1Step 1: Identify the Standard Form
The given equation of the hyperbola is \( \frac{y^2}{16} - \frac{x^2}{36} = 1 \). This equation is in the standard form of a vertical hyperbola: \( \frac{y^2}{a^2} - \frac{x^2}{b^2} = 1 \), where \( a^2 = 16 \) and \( b^2 = 36 \).
2Step 2: Calculate the Values of 'a' and 'b'
Solve for \( a \) and \( b \) by taking the square roots: \( a = \sqrt{16} = 4 \) and \( b = \sqrt{36} = 6 \).
3Step 3: Determine the Vertices
The vertices of a vertical hyperbola are at \((0, \pm a)\). Substituting the value of \( a \), the vertices are \((0, 4)\) and \((0, -4)\).
4Step 4: Calculate the Foci
The foci of a vertical hyperbola are located at \((0, \pm c)\), where \( c \) is calculated as \( c = \sqrt{a^2 + b^2} = \sqrt{16 + 36} = \sqrt{52} \). Hence, the foci are \((0, \sqrt{52})\) and \((0, -\sqrt{52})\).
5Step 5: Find the Asymptotes
The equations of the asymptotes of a vertical hyperbola are \( y = \pm \frac{a}{b}x \).

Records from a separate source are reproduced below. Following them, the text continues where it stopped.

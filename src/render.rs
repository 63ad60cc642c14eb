//! Presentation data contract for the review view
//!
//! Turns a [`DiffReport`](crate::diff::DiffReport) into ordered rows for the
//! two-column "old vs. new" screen. Unchanged blocks collapse into single
//! full-width rows; everything else becomes a left/right pair. How the rows
//! are drawn (colors, strikethrough, inline vs. columns) is the UI's concern.

use crate::diff::{DiffEntry, DiffReport, WordDiffToken};

/// One row of the review screen.
#[derive(Debug, Clone, PartialEq)]
pub enum ReviewRow {
    /// Identical on both sides; rendered once, full width.
    Unchanged(String),
    /// Old/new pair. A missing side means the block exists only on the other
    /// one. `text_diff` is non-empty only for modified pairs with text.
    Pair {
        old: Option<String>,
        new: Option<String>,
        text_diff: Vec<WordDiffToken>,
    },
}

/// Options injected by the caller, never read from globals.
#[derive(Debug, Clone, Copy)]
pub struct ReviewOptions {
    /// Include unchanged blocks, or show changes only.
    pub show_unchanged: bool,
}

impl Default for ReviewOptions {
    fn default() -> Self {
        Self {
            show_unchanged: true,
        }
    }
}

/// Flatten a report into display rows, in entry order.
pub fn review_rows(report: &DiffReport, options: ReviewOptions) -> Vec<ReviewRow> {
    let mut rows = Vec::with_capacity(report.entries.len());

    for entry in &report.entries {
        match entry {
            DiffEntry::Unchanged { block, .. } => {
                if options.show_unchanged {
                    rows.push(ReviewRow::Unchanged(block.display_label()));
                }
            }
            DiffEntry::Added { new_block, .. } => rows.push(ReviewRow::Pair {
                old: None,
                new: Some(new_block.display_label()),
                text_diff: Vec::new(),
            }),
            DiffEntry::Removed { old_block, .. } => rows.push(ReviewRow::Pair {
                old: Some(old_block.display_label()),
                new: None,
                text_diff: Vec::new(),
            }),
            DiffEntry::Modified {
                old_block,
                new_block,
                text_diff,
                ..
            } => rows.push(ReviewRow::Pair {
                old: Some(old_block.display_label()),
                new: Some(new_block.display_label()),
                text_diff: text_diff.clone(),
            }),
        }
    }
    rows
}

/// `+a -r ~m` badge string for the revision list.
pub fn summary(report: &DiffReport) -> String {
    format!(
        "+{} -{} ~{}",
        report.additions, report.removals, report.modifications
    )
}

#[cfg(test)]
mod tests {
    use super::*;
    use crate::block::ContentBlock;
    use crate::diff::compare;

    #[test]
    fn unchanged_blocks_become_single_rows() {
        let content = vec![
            ContentBlock::paragraph("a"),
            ContentBlock::paragraph("b"),
        ];
        let report = compare(&content, &content);
        let rows = review_rows(&report, ReviewOptions::default());
        assert_eq!(
            rows,
            vec![
                ReviewRow::Unchanged("a".into()),
                ReviewRow::Unchanged("b".into()),
            ]
        );
    }

    #[test]
    fn modified_block_becomes_pair_row() {
        let old = vec![
            ContentBlock::paragraph("a"),
            ContentBlock::paragraph("old words"),
            ContentBlock::paragraph("c"),
        ];
        let new = vec![
            ContentBlock::paragraph("a"),
            ContentBlock::paragraph("new words"),
            ContentBlock::paragraph("c"),
        ];
        let rows = review_rows(&compare(&old, &new), ReviewOptions::default());
        assert_eq!(rows.len(), 3);
        match &rows[1] {
            ReviewRow::Pair {
                old, new, text_diff, ..
            } => {
                assert_eq!(old.as_deref(), Some("old words"));
                assert_eq!(new.as_deref(), Some("new words"));
                assert!(!text_diff.is_empty());
            }
            other => panic!("expected pair, got {:?}", other),
        }
    }

    #[test]
    fn changes_only_mode_drops_unchanged_rows() {
        let old = vec![
            ContentBlock::paragraph("same"),
            ContentBlock::paragraph("gone"),
        ];
        let new = vec![ContentBlock::paragraph("same")];
        let rows = review_rows(
            &compare(&old, &new),
            ReviewOptions {
                show_unchanged: false,
            },
        );
        assert_eq!(rows.len(), 1);
        assert!(matches!(rows[0], ReviewRow::Pair { new: None, .. }));
    }

    #[test]
    fn textless_blocks_use_placeholder_labels() {
        let old = vec![ContentBlock::image("https://example.com/a.jpg", None)];
        let new = vec![ContentBlock::image("https://example.com/b.jpg", None)];
        let rows = review_rows(&compare(&old, &new), ReviewOptions::default());
        match &rows[0] {
            ReviewRow::Pair { old, new, .. } => {
                assert_eq!(old.as_deref(), Some("[image block]"));
                assert_eq!(new.as_deref(), Some("[image block]"));
            }
            other => panic!("expected pair, got {:?}", other),
        }
    }

    #[test]
    fn summary_badge() {
        let old = vec![ContentBlock::paragraph("x")];
        let new = vec![
            ContentBlock::paragraph("y"),
            ContentBlock::paragraph("z"),
        ];
        assert_eq!(summary(&compare(&old, &new)), "+1 -0 ~1");
    }
}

Substitute the known values: \( y = \pm \frac{4}{6}x = \pm \frac{2}{3}x \). So, the asymptotes are \( y = \frac{2}{3}x \) and \( y = -\frac{2}{3}x \).
6Step 6: Sketch the Graph
To sketch the graph, plot the center at the origin \((0,0)\), then plot the vertices at \((0,4)\) and \((0,-4)\). Plot the foci at \((0, \sqrt{52})\) and \((0, -\sqrt{52})\), which are slightly farther from the center than the vertices. Draw the asymptotes through the origin with slopes \( \frac{2}{3} \) and \( -\frac{2}{3} \). Finally, sketch the hyperbola opening upwards and downwards approaching the asymptotes.
Key Concepts
VerticesFociAsymptotes
Vertices
In the study of hyperbolas, one of the first essential components is understanding the vertices. The vertices of a hyperbola are the points where the hyperbola intersects its transverse axis. These are critical because they help define the shape and orientation of the hyperbola.
In a vertical hyperbola, like the one given in the exercise, the vertices are located along the y-axis. The equation used, \[ \frac{y^2}{a^2} - \frac{x^2}{b^2} = 1 \], shows us that the vertices appear at \((0, \pm a)\). Specifically, for your hyperbola, \(a = 4\) from \(a^2 = 16\), leading to vertices at \((0, 4)\) and \((0, -4)\).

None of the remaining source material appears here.